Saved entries
________

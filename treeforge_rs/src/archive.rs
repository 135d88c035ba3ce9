//! Zip packing and extraction.
//!
//! The archive boundary is deliberately thin: relative paths in, relative
//! paths out, zero-byte files preserved (materialized trees are nothing
//! but zero-byte files).

use std::fs::{self, File};
use std::io;
use std::path::Path;

use walkdir::WalkDir;
use zip::write::SimpleFileOptions;
use zip::{CompressionMethod, ZipArchive, ZipWriter};

/// Package the contents of `src` into a zip at `zip_path`.
///
/// Entries are stored relative to `src` (the archive root holds the
/// directory's contents, not the directory itself) and walked in sorted
/// order so repeated packs of the same tree are byte-identical.
pub fn pack_directory(src: &Path, zip_path: &Path) -> io::Result<()> {
    let file = File::create(zip_path)?;
    let mut writer = ZipWriter::new(file);
    let options = SimpleFileOptions::default().compression_method(CompressionMethod::Deflated);

    for entry in WalkDir::new(src).min_depth(1).sort_by_file_name() {
        let entry = entry.map_err(io::Error::other)?;
        let relative = entry
            .path()
            .strip_prefix(src)
            .map_err(io::Error::other)?
            .to_string_lossy()
            .replace('\\', "/");

        if entry.file_type().is_dir() {
            writer
                .add_directory(relative, options)
                .map_err(io::Error::other)?;
        } else {
            writer
                .start_file(relative, options)
                .map_err(io::Error::other)?;
            let mut source = File::open(entry.path())?;
            io::copy(&mut source, &mut writer)?;
        }
    }

    writer.finish().map_err(io::Error::other)?;
    Ok(())
}

/// Extract `zip_path` into `dest`.
///
/// Entry names run through `enclosed_name`, so hostile archives cannot
/// write outside the destination; unsafe entries are logged and skipped.
pub fn extract_archive(zip_path: &Path, dest: &Path) -> io::Result<()> {
    let file = File::open(zip_path)?;
    let mut archive = ZipArchive::new(file).map_err(io::Error::other)?;
    fs::create_dir_all(dest)?;

    for index in 0..archive.len() {
        let mut entry = archive.by_index(index).map_err(io::Error::other)?;
        let Some(relative) = entry.enclosed_name() else {
            eprintln!(
                "[treeforge][warn] skipping archive entry with unsafe path: {}",
                entry.name()
            );
            continue;
        };
        let target = dest.join(relative);

        if entry.is_dir() {
            fs::create_dir_all(&target)?;
        } else {
            if let Some(parent) = target.parent() {
                fs::create_dir_all(parent)?;
            }
            let mut out = File::create(&target)?;
            io::copy(&mut entry, &mut out)?;
        }
    }
    Ok(())
}

#[cfg(test)]
mod tests {
    use super::*;
    use tempfile::TempDir;

    fn sample_tree(root: &Path) {
        fs::create_dir_all(root.join("src/deep")).unwrap();
        fs::create_dir_all(root.join("empty-dir")).unwrap();
        fs::write(root.join("README.md"), "").unwrap();
        fs::write(root.join("src/main.rs"), "").unwrap();
        fs::write(root.join("src/deep/mod.rs"), "").unwrap();
    }

    #[test]
    fn pack_then_extract_round_trips() {
        let source = TempDir::new().unwrap();
        sample_tree(source.path());

        let staging = TempDir::new().unwrap();
        let zip_path = staging.path().join("out.zip");
        pack_directory(source.path(), &zip_path).unwrap();

        let dest = TempDir::new().unwrap();
        extract_archive(&zip_path, dest.path()).unwrap();

        assert!(dest.path().join("README.md").is_file());
        assert!(dest.path().join("src/main.rs").is_file());
        assert!(dest.path().join("src/deep/mod.rs").is_file());
        assert!(dest.path().join("empty-dir").is_dir());
    }

    #[test]
    fn zero_byte_files_survive() {
        let source = TempDir::new().unwrap();
        fs::write(source.path().join("empty.txt"), "").unwrap();

        let staging = TempDir::new().unwrap();
        let zip_path = staging.path().join("out.zip");
        pack_directory(source.path(), &zip_path).unwrap();

        let dest = TempDir::new().unwrap();
        extract_archive(&zip_path, dest.path()).unwrap();

        let metadata = fs::metadata(dest.path().join("empty.txt")).unwrap();
        assert_eq!(metadata.len(), 0);
    }

    #[test]
    fn archive_stores_relative_paths() {
        let source = TempDir::new().unwrap();
        sample_tree(source.path());

        let staging = TempDir::new().unwrap();
        let zip_path = staging.path().join("out.zip");
        pack_directory(source.path(), &zip_path).unwrap();

        let archive = ZipArchive::new(File::open(&zip_path).unwrap()).unwrap();
        let names: Vec<&str> = archive.file_names().collect();
        assert!(names.iter().any(|n| n.trim_end_matches('/') == "README.md"));
        assert!(names.iter().all(|n| !n.starts_with('/')));
    }

    #[test]
    fn corrupted_archive_is_an_error() {
        let staging = TempDir::new().unwrap();
        let bogus = staging.path().join("bogus.zip");
        fs::write(&bogus, b"this is not a zip file").unwrap();

        let dest = TempDir::new().unwrap();
        assert!(extract_archive(&bogus, dest.path()).is_err());
    }
}
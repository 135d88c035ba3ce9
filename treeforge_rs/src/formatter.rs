//! Canonical tree rendering.
//!
//! The single output convention every accepted dialect is normalized to:
//!
//! ```text
//! root-name/
//! ├─ child-a/
//! │  └─ leaf.txt
//! └─ child-b.txt
//! ```

use crate::types::{Children, TreeNode};

/// Serialize a tree back into canonical connector-based text.
///
/// Children render in stored order; the last sibling gets the terminal
/// connector and its descendants continue with blank padding, so vertical
/// connectors only ever appear above a subsequent sibling. No trailing
/// newline: the output is the round-trip target.
pub fn format_tree(root_name: &str, root: &TreeNode) -> String {
    let mut out = format!("{}/", root_name);
    if let Some(children) = root.children() {
        format_children(children, "", &mut out);
    }
    out
}

fn format_children(children: &Children, prefix: &str, out: &mut String) {
    let count = children.len();
    for (idx, (name, node)) in children.iter().enumerate() {
        let is_last = idx + 1 == count;
        out.push('\n');
        out.push_str(prefix);
        out.push_str(if is_last { "└─ " } else { "├─ " });
        out.push_str(name);
        if node.is_dir() {
            out.push('/');
        }
        if let Some(grandchildren) = node.children() {
            let child_prefix = format!("{}{}", prefix, if is_last { "   " } else { "│  " });
            format_children(grandchildren, &child_prefix, out);
        }
    }
}
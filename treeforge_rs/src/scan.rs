//! Tree construction from live sources.
//!
//! Both builders produce the same node model the text parser does, so the
//! canonical formatter treats them identically: a local directory walk,
//! and a flat remote listing (repository API, archive index).

use std::cmp::Ordering;
use std::fs;
use std::io;
use std::path::Path;

use crate::types::{Children, EntryKind, RemoteEntry, TreeNode};

/// Walk a local directory into a directory node.
///
/// Entries are sorted directories-before-files, then case-insensitive
/// lexicographic, so the rendered tree is deterministic regardless of
/// filesystem iteration order.
pub fn tree_from_directory(dir: &Path) -> io::Result<TreeNode> {
    let mut dir_entries: Vec<fs::DirEntry> = fs::read_dir(dir)?.filter_map(Result::ok).collect();
    sort_entries(&mut dir_entries);

    let mut children = Children::new();
    for entry in dir_entries {
        let path = entry.path();
        let name = entry.file_name().to_string_lossy().to_string();
        if path.is_dir() {
            children.insert(name, tree_from_directory(&path)?);
        } else {
            children.insert(name, TreeNode::file());
        }
    }
    Ok(TreeNode::Directory { children })
}

fn sort_entries(entries: &mut [fs::DirEntry]) {
    entries.sort_by(|a, b| {
        let a_is_dir = a.path().is_dir();
        let b_is_dir = b.path().is_dir();
        match (a_is_dir, b_is_dir) {
            (true, false) => Ordering::Less,
            (false, true) => Ordering::Greater,
            _ => a
                .file_name()
                .to_string_lossy()
                .to_lowercase()
                .cmp(&b.file_name().to_string_lossy().to_lowercase()),
        }
    });
}

/// Assemble a flat `{path, type}` listing into a directory node.
///
/// Entries are processed in path order so parents land before their
/// children; intermediate directories the listing omits are created on
/// demand.
pub fn tree_from_entries(entries: &[RemoteEntry]) -> TreeNode {
    let mut sorted: Vec<&RemoteEntry> = entries.iter().collect();
    sorted.sort_by(|a, b| a.path.cmp(&b.path));

    let mut root = TreeNode::dir();
    for entry in sorted {
        let parts: Vec<&str> = entry.path.split('/').filter(|p| !p.is_empty()).collect();
        if parts.is_empty() {
            continue;
        }

        let mut current = &mut root;
        for (idx, part) in parts.iter().enumerate() {
            let children = match current.children_mut() {
                Some(children) => children,
                None => break,
            };
            if idx + 1 == parts.len() {
                let node = match entry.kind {
                    EntryKind::Dir => TreeNode::dir(),
                    EntryKind::File => TreeNode::file(),
                };
                children.insert(part.to_string(), node);
                break;
            }
            if children.get(*part).map(TreeNode::is_dir) != Some(true) {
                children.insert(part.to_string(), TreeNode::dir());
            }
            current = match children.get_mut(*part) {
                Some(node) => node,
                None => break,
            };
        }
    }
    root
}
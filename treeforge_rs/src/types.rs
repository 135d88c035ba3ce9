use serde::{Deserialize, Serialize};

pub const COLOR_RED: &str = "\u{001b}[31m";
pub const COLOR_RESET: &str = "\u{001b}[0m";

#[derive(Clone, Copy, PartialEq, Eq, Debug)]
pub enum ColorMode {
    Auto,
    Always,
    Never,
}

#[derive(Clone, Copy, PartialEq, Eq, Debug)]
pub enum OutputMode {
    Human,
    Json,
}

/// Ordered child container for a directory node.
///
/// Sibling order is document order and is semantically significant (the
/// canonical formatter renders children in stored order), so this is a
/// sequence of pairs rather than a map. Inserting an existing name
/// replaces the node in place, keeping its original position.
#[derive(Clone, Debug, Default, PartialEq, Eq)]
pub struct Children(Vec<(String, TreeNode)>);

impl Children {
    pub fn new() -> Self {
        Self(Vec::new())
    }

    pub fn len(&self) -> usize {
        self.0.len()
    }

    pub fn is_empty(&self) -> bool {
        self.0.is_empty()
    }

    pub fn get(&self, name: &str) -> Option<&TreeNode> {
        self.0.iter().find(|(n, _)| n == name).map(|(_, node)| node)
    }

    pub fn get_mut(&mut self, name: &str) -> Option<&mut TreeNode> {
        self.0
            .iter_mut()
            .find(|(n, _)| n == name)
            .map(|(_, node)| node)
    }

    /// Insert a child, overwriting a same-named earlier entry in place.
    pub fn insert(&mut self, name: String, node: TreeNode) {
        match self.0.iter_mut().find(|(n, _)| *n == name) {
            Some(slot) => slot.1 = node,
            None => self.0.push((name, node)),
        }
    }

    pub fn iter(&self) -> std::slice::Iter<'_, (String, TreeNode)> {
        self.0.iter()
    }
}

impl<'a> IntoIterator for &'a Children {
    type Item = &'a (String, TreeNode);
    type IntoIter = std::slice::Iter<'a, (String, TreeNode)>;

    fn into_iter(self) -> Self::IntoIter {
        self.0.iter()
    }
}

/// A single node in a parsed tree. Files are leaves with no payload;
/// materialized files are always empty placeholders.
#[derive(Clone, Debug, PartialEq, Eq)]
pub enum TreeNode {
    File,
    Directory { children: Children },
}

impl TreeNode {
    pub fn dir() -> Self {
        TreeNode::Directory {
            children: Children::new(),
        }
    }

    pub fn file() -> Self {
        TreeNode::File
    }

    pub fn is_dir(&self) -> bool {
        matches!(self, TreeNode::Directory { .. })
    }

    pub fn children(&self) -> Option<&Children> {
        match self {
            TreeNode::Directory { children } => Some(children),
            TreeNode::File => None,
        }
    }

    pub fn children_mut(&mut self) -> Option<&mut Children> {
        match self {
            TreeNode::Directory { children } => Some(children),
            TreeNode::File => None,
        }
    }
}

/// Result of a successful parse: root name plus the root directory node.
/// The root is always a directory, even when the source line lacked the
/// trailing slash.
#[derive(Clone, Debug, PartialEq, Eq)]
pub struct ParsedTree {
    pub root_name: String,
    pub root: TreeNode,
}

/// Replace characters that are invalid in file and folder names on the
/// common filesystems with underscores.
pub fn sanitize_name(raw: &str) -> String {
    raw.chars()
        .map(|c| match c {
            '<' | '>' | ':' | '"' | '|' | '?' | '*' | '\\' => '_',
            other => other,
        })
        .collect()
}

/// One entry from a flat repository listing (remote API or archive walk).
#[derive(Clone, Debug, PartialEq, Eq, Serialize, Deserialize)]
pub struct RemoteEntry {
    pub path: String,
    #[serde(rename = "type")]
    pub kind: EntryKind,
}

#[derive(Clone, Copy, Debug, PartialEq, Eq, Serialize, Deserialize)]
#[serde(rename_all = "lowercase")]
pub enum EntryKind {
    File,
    Dir,
}

/// A repository branch, with the default branch marked.
#[derive(Clone, Debug, Serialize, Deserialize)]
pub struct BranchInfo {
    pub name: String,
    #[serde(rename = "isDefault")]
    pub is_default: bool,
}

/// Shape statistics for a parsed tree (the "preview" numbers).
#[derive(Clone, Copy, Debug, Default, PartialEq, Eq, Serialize)]
pub struct TreeStats {
    pub folders: usize,
    pub files: usize,
    pub max_depth: usize,
    pub max_breadth: usize,
}

impl TreeStats {
    pub fn collect(root: &TreeNode) -> Self {
        let mut stats = TreeStats::default();
        walk(root, 0, &mut stats);
        stats
    }
}

fn walk(node: &TreeNode, depth: usize, stats: &mut TreeStats) {
    let Some(children) = node.children() else {
        return;
    };
    stats.max_breadth = stats.max_breadth.max(children.len());
    for (_, child) in children {
        match child {
            TreeNode::File => stats.files += 1,
            TreeNode::Directory { .. } => {
                stats.folders += 1;
                stats.max_depth = stats.max_depth.max(depth + 1);
                walk(child, depth + 1, stats);
            }
        }
    }
}

#[cfg(test)]
mod tests {
    use super::*;

    #[test]
    fn children_preserve_insertion_order() {
        let mut children = Children::new();
        children.insert("zeta".to_string(), TreeNode::file());
        children.insert("alpha".to_string(), TreeNode::file());
        children.insert("mid".to_string(), TreeNode::dir());

        let names: Vec<&str> = children.iter().map(|(n, _)| n.as_str()).collect();
        assert_eq!(names, vec!["zeta", "alpha", "mid"]);
    }

    #[test]
    fn duplicate_insert_overwrites_in_place() {
        let mut children = Children::new();
        children.insert("a".to_string(), TreeNode::file());
        children.insert("b".to_string(), TreeNode::file());
        children.insert("a".to_string(), TreeNode::dir());

        let names: Vec<&str> = children.iter().map(|(n, _)| n.as_str()).collect();
        assert_eq!(names, vec!["a", "b"]);
        assert!(children.get("a").is_some_and(TreeNode::is_dir));
    }

    #[test]
    fn sanitize_replaces_forbidden_characters() {
        assert_eq!(sanitize_name("a<b>c:d\"e|f?g*h\\i"), "a_b_c_d_e_f_g_h_i");
        assert_eq!(sanitize_name("plain-name_1.txt"), "plain-name_1.txt");
    }

    #[test]
    fn stats_count_shape() {
        let mut src = Children::new();
        src.insert("index.js".to_string(), TreeNode::file());
        src.insert(
            "deep".to_string(),
            TreeNode::Directory {
                children: Children::new(),
            },
        );
        let mut root_children = Children::new();
        root_children.insert(
            "src".to_string(),
            TreeNode::Directory { children: src },
        );
        root_children.insert("README.md".to_string(), TreeNode::file());
        let root = TreeNode::Directory {
            children: root_children,
        };

        let stats = TreeStats::collect(&root);
        assert_eq!(stats.folders, 2);
        assert_eq!(stats.files, 2);
        assert_eq!(stats.max_depth, 2);
        assert_eq!(stats.max_breadth, 2);
    }
}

________

◆ **Aim of the exercise**: Lines in the data containing the string "zeta" are to be counted; give that number alone.

◆ **Written answer**: 2